Lula y su cumbre sudamericana (ni ruido ni nueces)

Columna
El Mercurio, 01.06.2023
Genaro Arriagada, cientista político, exministro y político DC

Que la política de Brasil —especialmente bajo Lula en su anterior y actual presidencia— tiene aires de grandeza no cabe duda. Y en parte con razón. Brasil es la novena economía del mundo; representa la mitad del producto de América del Sur; la quinta nación más poblada de la Tierra; la quinta con un territorio más extenso; con fronteras con todos los países sudamericanos, salvo Chile y Ecuador; reconocido por su rol en el campo de la energía y la agresiva expansión de sus empresas multinacionales: las “verde amarillas”, como Petrobras, Odebrecht, Itaú y decenas más.

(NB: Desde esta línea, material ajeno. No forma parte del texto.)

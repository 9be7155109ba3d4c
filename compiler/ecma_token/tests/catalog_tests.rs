//! Integration tests for sharing a bound catalog across a front end.

#![allow(clippy::unwrap_used, clippy::expect_used, reason = "Tests can panic")]

use std::sync::Once;
use std::thread;

use ecma_token::{type_to_name, NamingMode, TokenCatalog, TokenCode, UnknownToken};
use pretty_assertions::assert_eq;

static TRACING_INIT: Once = Once::new();

/// Initialize tracing for debug output.
///
/// Enable with `RUST_LOG=ecma_token=trace`.
fn init_tracing() {
    TRACING_INIT.call_once(|| {
        use tracing_subscriber::{fmt, prelude::*, EnvFilter};

        if std::env::var("RUST_LOG").is_ok() {
            tracing_subscriber::registry()
                .with(fmt::layer().with_test_writer())
                .with(EnvFilter::from_default_env())
                .init();
        }
    });
}

/// Render a parse-tree-like sequence of codes the way a tree printer would.
fn dump(catalog: TokenCatalog, codes: &[TokenCode]) -> Result<String, UnknownToken> {
    let mut out = Vec::with_capacity(codes.len());
    for &code in codes {
        out.push(catalog.name(code)?.into_owned());
    }
    Ok(out.join(" "))
}

const TREE: [TokenCode; 6] = [
    TokenCode::SCRIPT,
    TokenCode::EXPR_RESULT,
    TokenCode::ASSIGN,
    TokenCode::NAME,
    TokenCode::ADD,
    TokenCode::NUMBER,
];

#[test]
fn tree_dump_in_both_modes() {
    init_tracing();

    let verbose = TokenCatalog::new(NamingMode::from_flags(true, false));
    assert_eq!(
        dump(verbose, &TREE).unwrap(),
        "SCRIPT EXPR_RESULT ASSIGN NAME ADD NUMBER"
    );

    let compact = TokenCatalog::new(NamingMode::from_flags(false, false));
    assert_eq!(dump(compact, &TREE).unwrap(), "136 134 90 39 21 40");
}

#[test]
fn tree_dump_propagates_unknown_token() {
    init_tracing();

    let verbose = TokenCatalog::new(NamingMode::Verbose);
    let codes = [TokenCode::SCRIPT, TokenCode::LAST_TOKEN];
    let err = dump(verbose, &codes).unwrap_err();
    assert_eq!(err.code(), TokenCode::LAST_TOKEN.raw());
}

#[test]
fn concurrent_lookups_agree() {
    init_tracing();

    let catalog = TokenCatalog::new(NamingMode::Verbose);
    let expected: Vec<_> = TokenCode::all().map(|c| catalog.name(c).ok()).collect();

    thread::scope(|scope| {
        let handles: Vec<_> = (0..8)
            .map(|_| {
                scope.spawn(move || {
                    TokenCode::all()
                        .map(|c| catalog.name(c).ok())
                        .collect::<Vec<_>>()
                })
            })
            .collect();
        for handle in handles {
            assert_eq!(handle.join().unwrap(), expected);
        }
    });
}

#[test]
fn every_constant_has_its_own_name() {
    let cases = [
        (TokenCode::ERROR, "ERROR"),
        (TokenCode::EOL, "EOL"),
        (TokenCode::GETPROPNOWARN, "GETPROPNOWARN"),
        (TokenCode::ENUM_INIT_VALUES, "ENUM_INIT_VALUES"),
        (TokenCode::RETURN_RESULT, "RETURN_RESULT"),
        (TokenCode::DEFAULTNAMESPACE, "DEFAULTNAMESPACE"),
        (TokenCode::REF_NS_NAME, "REF_NS_NAME"),
        (TokenCode::ASSIGN_URSH, "ASSIGN_URSH"),
        (TokenCode::HOOK, "HOOK"),
        (TokenCode::RESERVED, "RESERVED"),
        (TokenCode::TYPEOFNAME, "TYPEOFNAME"),
        (TokenCode::DOTQUERY, "DOTQUERY"),
        (TokenCode::TO_DOUBLE, "TO_DOUBLE"),
        (TokenCode::ARRAYCOMP, "ARRAYCOMP"),
        (TokenCode::COMMENT, "COMMENT"),
    ];
    for (code, name) in cases {
        assert_eq!(type_to_name(code), Ok(name));
    }
}

#[cfg(feature = "serde")]
mod serde_codes {
    use ecma_token::{CommentKind, NamingMode, TokenCode};
    use pretty_assertions::assert_eq;

    #[test]
    fn token_code_serializes_as_integer() {
        assert_eq!(serde_json::to_string(&TokenCode::ADD).unwrap(), "21");
        let code: TokenCode = serde_json::from_str("117").unwrap();
        assert_eq!(code, TokenCode::WHILE);
    }

    #[test]
    fn out_of_range_code_is_rejected() {
        let err = serde_json::from_str::<TokenCode>("164").unwrap_err();
        assert!(err.to_string().contains("unknown token code 164"));
    }

    #[test]
    fn naming_mode_and_comment_kind() {
        assert_eq!(
            serde_json::to_string(&NamingMode::Verbose).unwrap(),
            "\"verbose\""
        );
        let kind: CommentKind = serde_json::from_str("\"JsDoc\"").unwrap();
        assert_eq!(kind, CommentKind::JsDoc);
    }
}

En su ánimo de conquistar influencia, la política exterior brasileña de las últimas décadas (excluidos los años de Bolsonaro) muestra como uno de sus focos esenciales lo que en estos días resuena como “sudamericanización”, término atractivo, pero que no es neutro, pues expresa un propósito geopolítico claro. Se trata de ver a Latinoamérica dividida en dos áreas de influencia: una en el norte (México y Centroamérica), bajo ascendencia de México, y otra, desde Colombia al sur, bajo influencia brasileña. Supone de parte de Brasil una pérdida de interés en Centroamérica y en México, cuya política —corta de vista y errónea— lo ha conducido a un progresivo aislamiento de América del Sur.

Brasil, en cambio, cree que su papel en Sudamérica es importante para ganar espacios en la política global buscando aumentar su influjo en organismos multilaterales, funcional a su intento por obtener, en la reestructuración de la ONU, un asiento permanente en el Consejo de Seguridad. Sin embargo esta política exterior muestra una contradicción entre el multilateralismo que postula en los foros y organismos internacionales y una preferencia por el bilateralismo en Sudamérica.

En este último campo ha mostrado una renuencia a crear instituciones fuertes y a suscribir tratados que limiten su poder. No es extraño, por tanto, que en estos días Lula no haya puesto como central una redefinición de Unasur, o es probable que en una división del trabajo su revitalización haya sido asignada a Colombia y Argentina.

Es claro que Brasil observa con distancia instituciones hoy débiles —como la OEA— que facilitan la presencia de EE.UU., Canadá o México en asuntos hemisféricos. Además, la diplomacia brasileña ha mostrado poco interés en temas como la democracia o el respeto a los derechos humanos —lo prueba en estos días su exultante recepción a Maduro—y, en este marco, es dable suponer que será neutral ante intentos, como los de Venezuela y Ecuador, en la década pasada, de utilizar Unasur como instrumento para debilitar lo más valioso de la OEA: el sistema de protección de los derechos humanos, la relatoría sobre libertad de expresión y la propia Carta Democrática.

En comercio, como lo ilustra el Mercosur, Brasil no evidencia compromiso con una unión aduanera real, ni por crear en su interior mecanismos eficaces de solución de controversias; sin embargo, mira la integración sudamericana como una tarea en la que jueguen un rol privilegiado las grandes empresas “verde-amarillas” con un respaldo y una protección muy activa (a veces imprudente, para decirlo con benevolencia) del Estado de Brasil.

La consideración hacia la política exterior que el gobierno de Brasil decida no impide su crítica ni invalida la pregunta de si ella es favorable para el resto de América del Sur.

Creyendo que la mayor integración de nuestros países es un gran bien, tengo dudas sobre que “la cumbre” para la “sudamericanización” realizada esta semana —en un marco de falta de acciones y compromisos efectivos en materia de democracia, derechos humanos, libre mercado, una mayor multilateralidad— tenga como resultado algo más que una declaración. Más bien ella se inscribirá como parte del activismo a que se ha encaminado la gestión internacional de la actual presidencia de Lula, que ha tenido más tropiezos que éxitos, marcada por declaraciones imprudentes (p. e., sobre Angela Merkel; las violaciones a los derechos humanos en Venezuela como una “construcción narrativa”; o las responsabilidades por el inicio de la guerra en Ucrania) o por propuestas grandilocuentes, aunque bien intencionadas, como aquella de crear un “peace club” para poner fin a la guerra en Ucrania.